(Beginning of TASK INPUT)

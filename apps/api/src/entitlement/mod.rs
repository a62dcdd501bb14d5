//! Entitlement model: plan catalog lookups, the pure allow/deny evaluator,
//! and the usage gate that enforces its decisions against Postgres.

pub mod evaluator;
pub mod gate;
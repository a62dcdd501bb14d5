pub mod admin;
pub mod ai;
pub mod analytics;
pub mod health;
pub mod portfolios;
pub mod resumes;
pub mod subscriptions;

use axum::{
    routing::{get, post, put},
    Router,
};

use crate::state::AppState;

pub fn build_router(state: AppState) -> Router {
    Router::new()
        .route("/health", get(health::health_handler))
        // Plan catalog
        .route("/api/v1/plans", get(subscriptions::handle_list_plans))
        // Subscriptions & billing
        .route(
            "/api/v1/subscriptions/current",
            get(subscriptions::handle_current),
        )
        .route(
            "/api/v1/subscriptions/usage",
            get(subscriptions::handle_usage),
        )
        .route(
            "/api/v1/subscriptions/transactions",
            get(subscriptions::handle_transactions),
        )
        .route(
            "/api/v1/subscriptions/checkout",
            post(subscriptions::handle_checkout),
        )
        .route(
            "/api/v1/subscriptions/cancel",
            post(subscriptions::handle_cancel),
        )
        .route(
            "/api/v1/subscriptions/webhook",
            post(subscriptions::handle_webhook),
        )
        // Admin
        .route(
            "/api/v1/admin/users/:id/gift-access",
            post(admin::handle_gift_access),
        )
        .route(
            "/api/v1/admin/users/:id/credits",
            put(admin::handle_adjust_credits),
        )
        // Analytics (feature-gated)
        .route("/api/v1/analytics", get(analytics::handle_list))
        // AI analysis (each call consumes AI credits)
        .route("/api/v1/ai/job-match", post(ai::handle_job_match))
        .route("/api/v1/ai/rewrite", post(ai::handle_rewrite))
        .route("/api/v1/ai/cover-letter", post(ai::handle_cover_letter))
        .route("/api/v1/ai/interview-prep", post(ai::handle_interview_prep))
        .route("/api/v1/ai/ats-score", post(ai::handle_ats_score))
        .route("/api/v1/ai/fix-resume", post(ai::handle_fix_resume))
        .route(
            "/api/v1/ai/career-analysis",
            post(ai::handle_career_analysis),
        )
        .route(
            "/api/v1/ai/generate-portfolio-design",
            post(ai::handle_portfolio_design),
        )
        // Resumes
        .route(
            "/api/v1/resumes",
            get(resumes::handle_list).post(resumes::handle_create),
        )
        .route(
            "/api/v1/resumes/:id",
            get(resumes::handle_get)
                .put(resumes::handle_update)
                .delete(resumes::handle_delete),
        )
        // Portfolios
        .route(
            "/api/v1/portfolios",
            get(portfolios::handle_get).put(portfolios::handle_upsert),
        )
        .route(
            "/api/v1/portfolios/public/:subdomain",
            get(portfolios::handle_public),
        )
        .with_state(state)
}
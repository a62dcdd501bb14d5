use chrono::{DateTime, Utc};
use serde::{Deserialize, Serialize};
use serde_json::Value;
use sqlx::FromRow;
use uuid::Uuid;

/// Portfolio site settings. One row per user; the row itself is the
/// "portfolio" counted against the plan limit.
#[derive(Debug, Clone, Serialize, Deserialize, FromRow)]
pub struct PortfolioRow {
    pub id: Uuid,
    pub user_id: Uuid,
    pub subdomain: Option<String>,
    pub theme: String,
    pub sections: Value,
    pub font: String,
    pub layout: String,
    pub profile_image: Option<String>,
    pub custom_logo: Option<String>,
    pub is_published: bool,
    pub created_at: DateTime<Utc>,
    pub updated_at: DateTime<Utc>,
}

#[derive(Debug, Clone, Serialize, Deserialize, FromRow)]
pub struct ResumeRow {
    pub id: Uuid,
    pub user_id: Uuid,
    pub name: String,
    pub template: String,
    pub data: Value,
    pub visible_sections: Value,
    pub color_scheme: Option<String>,
    pub is_public: bool,
    pub created_at: DateTime<Utc>,
    pub updated_at: DateTime<Utc>,
}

(End of TASK INPUT)

▸ **REQUIRED ACTION**
Copy the material above verbatim.

▸ **WRITTEN ANSWER**
filename apps/api/src/entitlement/mod.rs
repository a62dcdd501bb14d5
//! Entitlement model: plan catalog lookups, the pure allow/deny evaluator,
//! and the usage gate that enforces its decisions against Postgres.

pub mod evaluator;
pub mod gate;
repository a62dcdd501bb14d5
pub mod admin;
pub mod ai;
pub mod analytics;
pub mod health;
pub mod portfolios;
pub mod resumes;
pub mod subscriptions;

use axum::{
    routing::{get, post, put},
    Router,
};

use crate::state::AppState;

pub fn build_router(state: AppState) -> Router {
    Router::new()
        .route("/health", get(health::health_handler))
        // Plan catalog
        .route("/api/v1/plans", get(subscriptions::handle_list_plans))
        // Subscriptions & billing
        .route(
            "/api/v1/subscriptions/current",
            get(subscriptions::handle_current),
        )
        .route(
            "/api/v1/subscriptions/usage",
            get(subscriptions::handle_usage),
        )
        .route(
            "/api/v1/subscriptions/transactions",
            get(subscriptions::handle_transactions),
        )
        .route(
            "/api/v1/subscriptions/checkout",
            post(subscriptions::handle_checkout),
        )
        .route(
            "/api/v1/subscriptions/cancel",
            post(subscriptions::handle_cancel),
        )
        .route(
            "/api/v1/subscriptions/webhook",
            post(subscriptions::handle_webhook),
        )
        // Admin
        .route(
            "/api/v1/admin/users/:id/gift-access",
            post(admin::handle_gift_access),
        )
        .route(
            "/api/v1/admin/users/:id/credits",
            put(admin::handle_adjust_credits),
        )
        // Analytics (feature-gated)
        .route("/api/v1/analytics", get(analytics::handle_list))
        // AI analysis (each call consumes AI credits)
        .route("/api/v1/ai/job-match", post(ai::handle_job_match))
        .route("/api/v1/ai/rewrite", post(ai::handle_rewrite))
        .route("/api/v1/ai/cover-letter", post(ai::handle_cover_letter))
        .route("/api/v1/ai/interview-prep", post(ai::handle_interview_prep))
        .route("/api/v1/ai/ats-score", post(ai::handle_ats_score))
        .route("/api/v1/ai/fix-resume", post(ai::handle_fix_resume))
        .route(
            "/api/v1/ai/career-analysis",
            post(ai::handle_career_analysis),
        )
        .route(
            "/api/v1/ai/generate-portfolio-design",
            post(ai::handle_portfolio_design),
        )
        // Resumes
        .route(
            "/api/v1/resumes",
            get(resumes::handle_list).post(resumes::handle_create),
        )
        .route(
            "/api/v1/resumes/:id",
            get(resumes::handle_get)
                .put(resumes::handle_update)
                .delete(resumes::handle_delete),
        )
        // Portfolios
        .route(
            "/api/v1/portfolios",
            get(portfolios::handle_get).put(portfolios::handle_upsert),
        )
        .route(
            "/api/v1/portfolios/public/:subdomain",
            get(portfolios::handle_public),
        )
        .with_state(state)
}
repository a62dcdd501bb14d5
use chrono::{DateTime, Utc};
use serde::{Deserialize, Serialize};
use serde_json::Value;
use sqlx::FromRow;
use uuid::Uuid;

/// Portfolio site settings. One row per user; the row itself is the
/// "portfolio" counted against the plan limit.
#[derive(Debug, Clone, Serialize, Deserialize, FromRow)]
pub struct PortfolioRow {
    pub id: Uuid,
    pub user_id: Uuid,
    pub subdomain: Option<String>,
    pub theme: String,
    pub sections: Value,
    pub font: String,
    pub layout: String,
    pub profile_image: Option<String>,
    pub custom_logo: Option<String>,
    pub is_published: bool,
    pub created_at: DateTime<Utc>,
    pub updated_at: DateTime<Utc>,
}

#[derive(Debug, Clone, Serialize, Deserialize, FromRow)]
pub struct ResumeRow {
    pub id: Uuid,
    pub user_id: Uuid,
    pub name: String,
    pub template: String,
    pub data: Value,
    pub visible_sections: Value,
    pub color_scheme: Option<String>,
    pub is_public: bool,
    pub created_at: DateTime<Utc>,
    pub updated_at: DateTime<Utc>,
}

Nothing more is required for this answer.